Malware problem

Enterprise_1701C

As above I have a problem with malware. For the last few days I have had a recurrence of the same problem. My laptop is fine in the morning, come the evening the web browsers start playing up and I scan with Malwarebytes and have to remove 27 items. I am guessing there must be something left on my laptop after the items are quarantined but I cannot find it.

The other evening I thought I would stay ahead of it, scanned it with Malwarebytes and it was clear, half an hour later the problems started up, scanned it again and there was 27 items to be removed. Can't guarantee it is the same every time but there must be a time trigger there somewhere.

I am using a Windows 10 i3 HP Pavillion, if more details are needed I will have to check.

This is the detail of what Malwarebytes found tonight.

Any help would be appreciated.

spud17

ADWCleaner from Malwarebytes, should clean up any problems with your browsers.

https://www.malwarebytes.com/adwcleaner/

Download, install and scan, should only take minutes.

It will reboot and show a log of any infections, you can post the log on here for further help.
The trojan DNS changer is a bit worrying, but wait and see what ADWCleaner finds.

Enterprise_1701C

Thank you so much, how did I not know that existed :eek:

I don't pretend to know the ins and outs of the software, but I know enough to have sat down removing ransomware bit by bit off my old laptop after lending it to my daughter! I really thought I was fairly savvy, this is a bit of a slap in the face :eek:

Anyway, thanks for your help.

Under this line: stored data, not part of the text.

use eyre::Result;
use sqlx::{Pool, Postgres};
use uuid::Uuid;

use crate::models::{DbBooking, DbBookingWithClass};

const BOOKING_COLUMNS: &str =
    "id, class_id, customer_name, customer_email, customer_phone, status, created_at, cancelled_at";

/// Inserts a confirmed booking. No capacity check: two concurrent
/// reservations against a nearly-full class may both land. See
/// [`create_booking_if_capacity`] for the conditional variant.
pub async fn create_booking(
    pool: &Pool<Postgres>,
    class_id: Uuid,
    customer_name: &str,
    customer_email: &str,
    customer_phone: Option<&str>,
) -> Result<DbBooking> {
    let id = Uuid::new_v4();

    tracing::debug!("Creating booking: id={}, class_id={}", id, class_id);

    let booking = sqlx::query_as::<_, DbBooking>(&format!(
        r#"
        INSERT INTO bookings (id, class_id, customer_name, customer_email, customer_phone, status)
        VALUES ($1, $2, $3, $4, $5, 'confirmed')
        RETURNING {BOOKING_COLUMNS}
        "#,
    ))
    .bind(id)
    .bind(class_id)
    .bind(customer_name)
    .bind(customer_email)
    .bind(customer_phone)
    .fetch_one(pool)
    .await?;

    Ok(booking)
}

/// Single-statement conditional insert: the booking lands only while the
/// confirmed count is below the class capacity. Returns `None` when the
/// class is full or missing.
pub async fn create_booking_if_capacity(
    pool: &Pool<Postgres>,
    class_id: Uuid,
    customer_name: &str,
    customer_email: &str,
    customer_phone: Option<&str>,
) -> Result<Option<DbBooking>> {
    let id = Uuid::new_v4();

    let booking = sqlx::query_as::<_, DbBooking>(&format!(
        r#"
        INSERT INTO bookings (id, class_id, customer_name, customer_email, customer_phone, status)
        SELECT $1, c.id, $3, $4, $5, 'confirmed'
        FROM classes c
        WHERE c.id = $2
          AND (SELECT COUNT(*) FROM bookings b
               WHERE b.class_id = c.id AND b.status = 'confirmed') < c.capacity
        RETURNING {BOOKING_COLUMNS}
        "#,
    ))
    .bind(id)
    .bind(class_id)
    .bind(customer_name)
    .bind(customer_email)
    .bind(customer_phone)
    .fetch_optional(pool)
    .await?;

    Ok(booking)
}

/// Admin bookings list, newest first, joined with class name and start time.
pub async fn list_bookings(
    pool: &Pool<Postgres>,
    class_id: Option<Uuid>,
) -> Result<Vec<DbBookingWithClass>> {
    let bookings = if let Some(class_id) = class_id {
        sqlx::query_as::<_, DbBookingWithClass>(
            r#"
            SELECT b.id, b.class_id, b.customer_name, b.customer_email, b.customer_phone,
                   b.status, b.created_at, b.cancelled_at,
                   c.name AS class_name, c.start_time AS class_start_time
            FROM bookings b
            LEFT JOIN classes c ON c.id = b.class_id
            WHERE b.class_id = $1
            ORDER BY b.created_at DESC
            "#,
        )
        .bind(class_id)
        .fetch_all(pool)
        .await?
    } else {
        sqlx::query_as::<_, DbBookingWithClass>(
            r#"
            SELECT b.id, b.class_id, b.customer_name, b.customer_email, b.customer_phone,
                   b.status, b.created_at, b.cancelled_at,
                   c.name AS class_name, c.start_time AS class_start_time
            FROM bookings b
            LEFT JOIN classes c ON c.id = b.class_id
            ORDER BY b.created_at DESC
            "#,
        )
        .fetch_all(pool)
        .await?
    };

    Ok(bookings)
}

/// Transitions a booking to `cancelled`. The cancellation timestamp is set
/// once and kept on repeat cancels, so the operation is idempotent in effect.
/// Returns `None` when the booking does not exist.
pub async fn cancel_booking(pool: &Pool<Postgres>, id: Uuid) -> Result<Option<DbBooking>> {
    tracing::debug!("Cancelling booking: id={}", id);

    let booking = sqlx::query_as::<_, DbBooking>(&format!(
        r#"
        UPDATE bookings
        SET status = 'cancelled', cancelled_at = COALESCE(cancelled_at, NOW())
        WHERE id = $1
        RETURNING {BOOKING_COLUMNS}
        "#,
    ))
    .bind(id)
    .fetch_optional(pool)
    .await?;

    Ok(booking)
}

This is the log, unfortunately a bit untidy as it went across more than the whole page.

GunJack

on top of those two, do a windows disk cleanup, followed by ccleaner (cleaner & registry elements) and manually check your browsers for add-ons/extensions etc. and remove if required. Then run ADWCleaner and MBAM again......the problem being that some of that stuff will sit in temp files and re-activate next time around if you don't fully clean up. Takes a bit of time but worth it

Sicard

In the old days with something like XP nasties could lurk in system restore. I don't know if that's still possible.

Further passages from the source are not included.